//! Error types for the catalog crate.
//!
//! Only request construction and enum parsing can fail here; the catalog
//! tables themselves are static and always available.

use thiserror::Error;

/// Errors raised while building or validating a [`TravelRequest`].
///
/// [`TravelRequest`]: crate::TravelRequest
#[derive(Error, Debug, Clone, PartialEq)]
pub enum RequestError {
    /// Budget must be a positive, finite amount
    #[error("Invalid budget: {0} (must be greater than zero)")]
    InvalidBudget(f64),

    /// At least one traveler is required
    #[error("Invalid traveler count: {0} (must be at least 1)")]
    InvalidTravelerCount(u32),

    /// A name did not match any variant of the expected enum
    #[error("Unknown {kind}: {value}")]
    UnknownVariant { kind: &'static str, value: String },
}

/// Convenience type alias for Results in this crate
pub type Result<T> = std::result::Result<T, RequestError>;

→ **WHAT THE TASK ASKS**: Quote every entry exactly.

→ **WRITTEN REPLY**:
//! Error types for the catalog crate.
//!
//! Only request construction and enum parsing can fail here; the catalog
//! tables themselves are static and always available.

use thiserror::Error;

/// Errors raised while building or validating a [`TravelRequest`].
///
/// [`TravelRequest`]: crate::TravelRequest
#[derive(Error, Debug, Clone, PartialEq)]
pub enum RequestError {
    /// Budget must be a positive, finite amount
    #[error("Invalid budget: {0} (must be greater than zero)")]
    InvalidBudget(f64),

    /// At least one traveler is required
    #[error("Invalid traveler count: {0} (must be at least 1)")]
    InvalidTravelerCount(u32),

    /// A name did not match any variant of the expected enum
    #[error("Unknown {kind}: {value}")]
    UnknownVariant { kind: &'static str, value: String },
}

/// Convenience type alias for Results in this crate
pub type Result<T> = std::result::Result<T, RequestError>;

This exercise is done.